Saleh et al. (78) prepared canals, verified sterility, and then placed a suspension of Entoerococcus faecalis prior to canal filling at that appointment. Those teeth using sealers with strong antibacterial properties gave the best results. However, the authors warned that sealers high in antibacterial contents may be cytogenic or even mutagenic. AH Plus and Grossman’s sealer were considered the most reliable for antibacterial action with safety. Insertion of calcium hydroxide decreased the number of bacteria in the canals, but did not kill all the bacteria in the tubules.
Nair et al.(79), in an impressive study with beautiful color sections, evaluated treatment of 16 MBRs of maxillary first molars (a low number) with two canals and periapical disease in vivo. Immediately following the single-appointment therapy, the treated roots were surgically removed and evaluated microscopically. Multiple areas of canals revealed complex configurations with sites uninstrumented and many microbes. The authors speculated that treatment of this type of root in a single appointment with impressive decrease of bacteria is highly questionable. They quoted a study by Bystom and Sundqvist in 1981 that reported considerable debris, and microbes were noted in treated MBRs after five appointments. The conclusion by Nair was that the development of a bacteria-free MBR with presently used techniques is doubtful, particularly if using a single-treatment technique.
Waltimo et al. (80) reported in 2005 on an extension of the Saleh study (78) with several coauthors of the previous work. The study divided 50 teeth with chronic apical periodontitis into 3 groups. One group had one-visit treatment, the second had calcium hydroxide used as a medication for one week and the tooth treated in two appointments, and the third leaving the canal empty but sealed for one week. Only minor differences were found in the groups after one year, but the teeth where sodium hypochlorite was used as irrigant rather than calcium hydroxide being placed showed much better results. Calcium hydroxide has been recommended as intracanal medicament for the last 10 years, but this study had a different finding.

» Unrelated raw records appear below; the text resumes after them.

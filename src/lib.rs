//! # StarMUD - World Core for a Space-Opera MUD
//!
//! StarMUD holds the authoritative in-memory game world of a persistent multiplayer text
//! game: every live character, room, area, item, ship and star system. Many connection
//! tasks read and mutate it concurrently while a background tick advances vitals and
//! life/death state.
//!
//! ## Features
//!
//! - **Single-lock World Store**: one mutex over every collection; snapshots out,
//!   lock-guarded mutation in.
//! - **Entity State Machine**: knock-out and death thresholds on damage, corpse decay
//!   through a deferred-task queue.
//! - **Spawn/Clone**: templates deep-copied into independent live instances.
//! - **Simulation Tick**: per-entity regeneration driven by a Tokio interval, with
//!   periodic area resets and autosave.
//! - **YAML World Files**: areas, items, mobs, ships, planets, help and players.
//! - **Accounts**: sled-backed records with Argon2id password hashes.
//!
//! ## Quick Start
//!
//! ```rust,no_run
//! use std::sync::Arc;
//! use starmud::world::{spawn_tick_loop, TickSettings, WorldStore, YamlGateway};
//!
//! #[tokio::main]
//! async fn main() -> anyhow::Result<()> {
//!     let store = Arc::new(WorldStore::new(Arc::new(YamlGateway::new("data", "docs"))));
//!     store.load()?;
//!     store.reset_all();
//!
//!     let ticker = spawn_tick_loop(Arc::clone(&store), TickSettings::default());
//!     tokio::signal::ctrl_c().await?;
//!     ticker.shutdown().await;
//!     store.save();
//!     Ok(())
//! }
//! ```
//!
//! ## Module Organization
//!
//! - [`world`] - the store, characters, cloning, ticks, persistence gateway, accounts
//! - [`config`] - TOML configuration
//! - [`metrics`] - process-wide simulation counters

pub mod config;
pub mod metrics;
pub mod world;
//! Stutter - compile arithmetic expression trees to a stack machine or to C
//!
//! # Overview
//!
//! Stutter lowers expression trees built from integer literals and the
//! operators `+ - * /` into one of two targets:
//!
//! - **Stack machine**: newline-separated instructions (`PUSH`, `ADD`, ...,
//!   `HALT`) runnable on the reference [`Vm`].
//! - **C**: a translation unit that prints the value of the expression as a
//!   single fully parenthesized C expression.
//!
//! # Quick Start
//!
//! ```
//! use stutter::{BackendKind, compile_source};
//!
//! let program = compile_source("3 - 4", BackendKind::Stack).unwrap();
//! assert_eq!(program, "PUSH\n4\nPUSH\n3\nSUB\nHALT\n");
//!
//! assert_eq!(stutter::run_source("(1 + 2) * (10 - 4)").unwrap(), 18);
//! ```
//!
//! Trees can also be built directly with [`AstNode`] constructors and passed
//! to [`compiler::compile`].

mod error_renderer;

use miette::Diagnostic;
use thiserror::Error;

pub use stutter_core::{ast, buffer, compiler, evaluator, ir, parser, sequence, vm};

pub use stutter_core::ast::{AstError, AstKind, AstNode, Operator, Value, ValueKind};
pub use stutter_core::buffer::{BufferError, GrowString};
pub use stutter_core::compiler::{
    Backend, BackendKind, CompileError, CompileOptions, InlineCompiler, StackCompiler,
};
pub use stutter_core::evaluator::{EvalError, evaluate};
pub use stutter_core::ir::{Instruction, OpCode, Program};
pub use stutter_core::parser::{ParseError, ParseErrorKind};
pub use stutter_core::sequence::{Sequence, SequenceError};
pub use stutter_core::vm::{ExecutionError, Vm};

pub use error_renderer::{
    render_error, render_error_to, render_error_to_string, render_error_to_string_no_color,
};

/// Any failure on the way from source text to a result.
#[derive(Debug, Error, Diagnostic)]
pub enum Error {
    /// The source did not parse; `input` is kept for rendering.
    #[error("{error}")]
    #[diagnostic(code(stutter::parse))]
    Parse { error: ParseError, input: String },

    #[error(transparent)]
    #[diagnostic(transparent)]
    Compile(#[from] CompileError),

    #[error(transparent)]
    #[diagnostic(transparent)]
    Execution(#[from] ExecutionError),
}

impl Error {
    fn parse(error: ParseError, input: &str) -> Self {
        Error::Parse {
            error,
            input: input.to_string(),
        }
    }
}

/// Parse `source` and compile it with `backend`.
pub fn compile_source(source: &str, backend: BackendKind) -> Result<String, Error> {
    let tree = parser::parse(source).map_err(|e| Error::parse(e, source))?;
    Ok(compiler::compile(&tree, &CompileOptions::new(backend))?)
}

/// Parse `source`, compile it for the stack machine and run it.
pub fn run_source(source: &str) -> Result<i64, Error> {
    let tree = parser::parse(source).map_err(|e| Error::parse(e, source))?;
    let program = StackCompiler::compile(&tree)?;
    Ok(Vm::new(&program).run()?)
}
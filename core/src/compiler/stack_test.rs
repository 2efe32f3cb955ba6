//! Tests for the stack-machine backend.

use crate::{
    ast::{AstNode, Operator, Value, ValueKind},
    compiler::{CompileError, StackCompiler},
    evaluator::{EvalError, evaluate},
    ir::{Instruction, OpCode, Program},
    vm::{ExecutionError, Vm},
};
use pretty_assertions::assert_eq;

fn lines(program: &Program) -> Vec<&str> {
    program.instructions.iter().map(Instruction::text).collect()
}

fn op(op: Operator, left: AstNode, right: AstNode) -> AstNode {
    AstNode::operator(op, left, right)
}

fn n(value: i64) -> AstNode {
    AstNode::number(value)
}

/// Compile, run on the VM and compare against direct evaluation.
fn run_both(tree: &AstNode) -> Result<i64, ExecutionError> {
    let program = StackCompiler::compile(tree).unwrap();
    let vm_result = Vm::new(&program).run();
    match (&vm_result, evaluate(tree)) {
        (Ok(a), Ok(b)) => assert_eq!(*a, b),
        (Err(ExecutionError::Arithmetic { source, .. }), Err(expected)) => {
            assert_eq!(*source, expected)
        }
        (vm, eval) => panic!("VM returned {vm:?} but evaluator returned {eval:?}"),
    }
    vm_result
}

#[test]
fn test_single_leaf() {
    let program = StackCompiler::compile(&n(7)).unwrap();
    assert_eq!(lines(&program), vec!["PUSH", "7", "HALT"]);
    assert_eq!(program.max_stack_size, 1);
    assert_eq!(Vm::new(&program).run(), Ok(7));
}

#[test]
fn test_right_operand_first() {
    let program = StackCompiler::compile(&op(Operator::Sub, n(3), n(4))).unwrap();
    assert_eq!(lines(&program), vec!["PUSH", "4", "PUSH", "3", "SUB", "HALT"]);
    assert_eq!(Vm::new(&program).run(), Ok(-1));
}

#[test]
fn test_nested_tree() {
    crate::test_utils::init_test_logging();

    // (1 + 2) * (10 - 4)
    let tree = op(
        Operator::Mul,
        op(Operator::Add, n(1), n(2)),
        op(Operator::Sub, n(10), n(4)),
    );
    let program = StackCompiler::compile(&tree).unwrap();
    assert_eq!(
        program.to_string(),
        "PUSH\n4\nPUSH\n10\nSUB\nPUSH\n2\nPUSH\n1\nADD\nMUL\nHALT\n"
    );
    assert_eq!(program.max_stack_size, 3);
    assert_eq!(run_both(&tree), Ok(18));
}

#[test]
fn test_negative_literal() {
    let program = StackCompiler::compile(&op(Operator::Add, n(-5), n(2))).unwrap();
    assert_eq!(lines(&program), vec!["PUSH", "2", "PUSH", "-5", "ADD", "HALT"]);
    assert_eq!(Vm::new(&program).run(), Ok(-3));
}

#[test]
fn test_every_push_has_literal_and_one_halt() {
    let tree = op(
        Operator::Div,
        op(Operator::Mul, n(6), op(Operator::Sub, n(9), n(2))),
        op(Operator::Add, n(1), n(1)),
    );
    let program = StackCompiler::compile(&tree).unwrap();
    let items = program.instructions.as_slice();

    for (i, instruction) in items.iter().enumerate() {
        if instruction.is_push() {
            assert!(matches!(items.get(i + 1), Some(Instruction::Literal(_))));
        }
        if let Instruction::Literal(_) = instruction {
            assert!(items[i - 1].is_push());
        }
    }
    let halts = items
        .iter()
        .filter(|i| i.code() == Some(OpCode::Halt))
        .count();
    assert_eq!(halts, 1);
    assert_eq!(items.last().and_then(Instruction::code), Some(OpCode::Halt));
    assert_eq!(run_both(&tree), Ok(21));
}

#[test]
fn test_left_leaning_chain_stays_shallow() {
    let mut tree = n(0);
    for i in 1..=50 {
        tree = op(Operator::Add, tree, n(i));
    }
    let program = StackCompiler::compile(&tree).unwrap();
    assert_eq!(program.max_stack_size, 2);
    assert_eq!(run_both(&tree), Ok(1275));
}

#[test]
fn test_division_by_zero_matches_evaluator() {
    let tree = op(Operator::Div, n(10), op(Operator::Sub, n(2), n(2)));
    assert!(matches!(
        run_both(&tree),
        Err(ExecutionError::Arithmetic {
            source: EvalError::DivisionByZero,
            ..
        })
    ));
}

#[test]
fn test_noop_emits_nop() {
    let program = StackCompiler::compile(&op(Operator::NoOp, n(1), n(2))).unwrap();
    assert_eq!(lines(&program), vec!["PUSH", "2", "PUSH", "1", "NOP", "HALT"]);
    assert!(matches!(
        Vm::new(&program).run(),
        Err(ExecutionError::InvalidInstruction { .. })
    ));
}

#[test]
fn test_conditional_is_rejected() {
    let tree = op(
        Operator::Add,
        n(1),
        AstNode::conditional(AstNode::leaf(Value::Boolean(true)), n(2), n(3)),
    );
    assert!(matches!(
        StackCompiler::compile(&tree),
        Err(CompileError::UnsupportedConstruct {
            construct: "conditional"
        })
    ));
}

#[test]
fn test_non_number_leaf_is_rejected() {
    let tree = op(Operator::Add, n(1), AstNode::leaf(Value::Real(1.5)));
    assert!(matches!(
        StackCompiler::compile(&tree),
        Err(CompileError::UnsupportedLiteral {
            kind: ValueKind::Real,
            backend: "stack"
        })
    ));
}

#[test]
fn test_printed_program_reads_back() {
    let tree = op(Operator::Mul, n(-3), op(Operator::Add, n(4), n(5)));
    let program = StackCompiler::compile(&tree).unwrap();
    let reparsed = Program::parse_text(&program.to_string()).unwrap();
    assert_eq!(reparsed.instructions, program.instructions);
    assert_eq!(Vm::new(&reparsed).run(), Ok(-27));
}

#[test]
fn test_long_chain() {
    let mut tree = n(1);
    for _ in 0..200_000 {
        tree = op(Operator::Add, tree, n(1));
    }
    let program = StackCompiler::compile(&tree).unwrap();
    assert_eq!(program.len(), 2 * 200_001 + 200_000 + 1);
    assert_eq!(program.max_stack_size, 200_001);
    assert_eq!(Vm::new(&program).run(), Ok(200_001));
}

A widely informative study, with clear delineations and a proper cross section with ample post-operative follow-up evaluations, could be extremely valuable to every dentist who performs endodontic treatment and will allow the decision-making to be based on suitable criteria (81).
Endodontic therapy has reached a very high level of knowledge and usage in the past 10 years, even though the number of teeth requiring the treatment has probably decreased. The new instruments make treatment easier and the increased knowledge concerning the number and direction of the canals in each tooth is more apparent by recent studies and better radiology. It is very likely that newer replacements for gutta-percha involving synthetic materials is just over the horizon. Very few areas of dental treatment have had as much progress in evaluation and treatment in the last few years than has endodontics. I hope that this will continue for the near future, as well.